Through this exposure, the model learns the structural patterns of how human thoughts and sentences conclude. When you ask a factual question, the model predicts the answer and then calculates that the most statistically probable next step is the EOS token. Once the inference engine detects this token, it immediately terminates the generation and delivers the final response to the user.

Hard Limits

Even a well-trained model can occasionally lose its way, failing to predict an EOS token and falling into a “rambling” state. To prevent this from consuming infinite memory and processing power, programmers set Hard Limits, such as total tokens for a response.

These are strict system-level constraints. If a model is assigned a limit of 500 tokens, the software will forcefully cut off the generation at that exact point, regardless of whether the model has finished its sentence or predicted an EOS token. This acts as a final safety net for the system’s infrastructure.

Mathematical Penalties

One of the most common failure modes for an LLM is a repetition loop, where the model gets stuck repeating the same phrase indefinitely (e.g., “and then, and then, and then…”). In these cases, the model is trapped in a local statistical loop and may never naturally reach an EOS token.
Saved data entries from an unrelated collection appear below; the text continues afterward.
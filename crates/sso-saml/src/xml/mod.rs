//! Hardened XML loading.
//!
//! Inbound SAML messages are parsed into an owned, namespace-aware element
//! tree. The loader never resolves external resources and refuses any
//! document type declaration, so entity expansion is impossible.

mod document;
mod loader;

pub use document::{Descendants, XmlAttribute, XmlDocument, XmlElement, XmlNode};
pub use loader::{LoaderOptions, XmlLoader};
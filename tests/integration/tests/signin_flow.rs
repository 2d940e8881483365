//! Sign-in flow integration tests.
//!
//! Follows an inbound POST from the browser to the credential that would
//! verify its signature.

use sso_core::SsoConfig;
use sso_integration_tests::{encode_post, init_tracing, messages, TenantFixture};
use sso_saml::bindings::{decode_post_message, HttpPostBinding, SAML_RESPONSE_PARAM};
use sso_saml::{MessageParser, ProtocolMessage, SamlError};

/// Tests the full path from an encoded response to the tenant credential.
#[test]
fn test_post_response_to_tenant_credential() -> anyhow::Result<()> {
    init_tracing();

    let mut fixture = TenantFixture::new();
    let expected = fixture.add_tenant("acme.org", 42);
    let resolver = fixture.resolver().build();

    let xml = messages::response(
        "_resp",
        &messages::signed_assertion("_signed", "alice@acme.org", messages::EXCLUSIVE),
    );
    let post = HttpPostBinding::decode_response(Some(&encode_post(&xml)), Some("/app/home"))?;
    assert_eq!(post.relay_state.as_deref(), Some("/app/home"));

    let parser = MessageParser::with_config(&SsoConfig::default());
    let unmarshalled = parser.unmarshall(&post.xml)?;
    let assertion = unmarshalled
        .message()
        .assertion()
        .expect("response carries an assertion");
    assert!(assertion.signed);
    assert_eq!(assertion.subject_name_id(), Some("alice@acme.org"));

    let credential = resolver.get_credential_for_tenant("acme.org")?;
    assert_eq!(credential.certificate_der(), expected.as_slice());
    Ok(())
}

/// Tests that line-wrapped base64 from the form is accepted.
#[test]
fn test_post_value_with_line_breaks() -> anyhow::Result<()> {
    init_tracing();

    let xml = messages::assertion("_a1", "alice@example.com");
    let encoded = encode_post(&xml);
    let wrapped: String = encoded
        .as_bytes()
        .chunks(76)
        .map(|chunk| String::from_utf8_lossy(chunk).into_owned())
        .collect::<Vec<_>>()
        .join("\r\n");

    assert_eq!(decode_post_message(&wrapped)?, xml);
    Ok(())
}

/// Tests that a wrapped response never reaches credential resolution.
#[test]
fn test_wrapping_attack_stops_the_flow() -> anyhow::Result<()> {
    init_tracing();

    let body = format!(
        "{}\n{}",
        messages::signed_assertion("_signed", "alice@acme.org", messages::EXCLUSIVE),
        messages::assertion("_evil", "admin@acme.org")
    );
    let xml = decode_post_message(&encode_post(&messages::response("_resp", &body)))?;

    let err = MessageParser::new()
        .unmarshall(&xml)
        .expect_err("wrapping must be rejected");
    assert!(err.is_suspected_attack());
    assert_eq!(err.status_code(), "urn:oasis:names:tc:SAML:2.0:status:Requester");
    Ok(())
}

/// Tests binding errors for missing and corrupt form values.
#[test]
fn test_binding_errors() {
    init_tracing();

    let err = HttpPostBinding::decode_response(None, None).expect_err("missing parameter");
    assert!(matches!(err, SamlError::InvalidBinding(ref m) if m.contains(SAML_RESPONSE_PARAM)));

    let err = decode_post_message("%%%not-base64%%%").expect_err("corrupt value");
    assert!(matches!(err, SamlError::Base64Decode(_)));
}

/// Tests that logout messages travel the same path.
#[test]
fn test_logout_request_through_binding() -> anyhow::Result<()> {
    init_tracing();

    let xml = r#"<samlp:LogoutRequest xmlns:samlp="urn:oasis:names:tc:SAML:2.0:protocol" xmlns:saml="urn:oasis:names:tc:SAML:2.0:assertion" ID="_logout1" Version="2.0" IssueInstant="2024-05-01T12:30:00Z">
  <saml:Issuer>https://idp.example.com</saml:Issuer>
  <saml:NameID>alice@acme.org</saml:NameID>
  <samlp:SessionIndex>_session1</samlp:SessionIndex>
</samlp:LogoutRequest>"#;

    let message = MessageParser::new()
        .unmarshall(&decode_post_message(&encode_post(xml))?)?
        .into_message();
    let ProtocolMessage::LogoutRequest(request) = &message else {
        anyhow::bail!("expected a logout request, got {}", message.kind());
    };
    assert_eq!(request.session_indexes, vec!["_session1".to_string()]);
    assert_eq!(
        request.name_id.as_ref().map(|n| n.value.as_str()),
        Some("alice@acme.org")
    );
    Ok(())
}
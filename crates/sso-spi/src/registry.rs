//! Registry of authentication observers.

use std::sync::Arc;

use parking_lot::RwLock;

use crate::provider::AuthenticationObserver;

/// Registry of [`AuthenticationObserver`]s.
///
/// Observers are registered under a unique id during system wiring and are
/// notified synchronously, in registration order. An empty registry is a
/// valid configuration.
#[derive(Debug, Default)]
pub struct ObserverRegistry {
    observers: RwLock<Vec<ObserverEntry>>,
}

#[derive(Debug, Clone)]
struct ObserverEntry {
    id: &'static str,
    observer: Arc<dyn AuthenticationObserver>,
}

impl ObserverRegistry {
    /// Creates a new empty registry.
    #[must_use]
    pub fn new() -> Self {
        Self::default()
    }

    /// Registers an observer, replacing any observer with the same id.
    pub fn register(&self, id: &'static str, observer: Arc<dyn AuthenticationObserver>) {
        let mut observers = self.observers.write();
        if let Some(entry) = observers.iter_mut().find(|e| e.id == id) {
            entry.observer = observer;
        } else {
            observers.push(ObserverEntry { id, observer });
        }
    }

    /// Removes the observer registered under `id`.
    ///
    /// Returns true if an observer was removed.
    pub fn unregister(&self, id: &str) -> bool {
        let mut observers = self.observers.write();
        let before = observers.len();
        observers.retain(|e| e.id != id);
        observers.len() != before
    }

    /// Lists the ids of all registered observers.
    #[must_use]
    pub fn list_observers(&self) -> Vec<&'static str> {
        self.observers.read().iter().map(|e| e.id).collect()
    }

    /// Returns the number of registered observers.
    #[must_use]
    pub fn len(&self) -> usize {
        self.observers.read().len()
    }

    /// Returns true if no observer is registered.
    #[must_use]
    pub fn is_empty(&self) -> bool {
        self.observers.read().is_empty()
    }

    /// Notifies every observer that authentication started for `tenant_id`.
    ///
    /// Observers run on a snapshot of the registry, so an observer may
    /// register or unregister others without deadlocking.
    pub fn notify_started(&self, tenant_id: i32) {
        let snapshot: Vec<ObserverEntry> = self.observers.read().clone();
        for entry in snapshot {
            tracing::trace!(observer = entry.id, tenant_id, "Notifying authentication observer");
            entry.observer.started_authentication(tenant_id);
        }
    }
}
To break these cycles, developers apply mathematical penalties during the decoding process:

Frequency Penalty: This reduces the probability of a word being chosen again based on how many times it has already appeared in the text. The more a word is used, the less likely the model is to select it next, forcing the AI to explore new vocabulary.
Presence/Repetition Penalty: This applies a penalty regardless of frequency; if a token has appeared at all, its probability is suppressed. This is particularly effective at forcing the model to move on to new ideas and eventually reach a natural conclusion.

Custom Stop Sequences

For specialized applications, developers can define Custom Stop Sequences. These are specific strings of text—such as User:, ###, or a double newline—that the software monitors for in real-time.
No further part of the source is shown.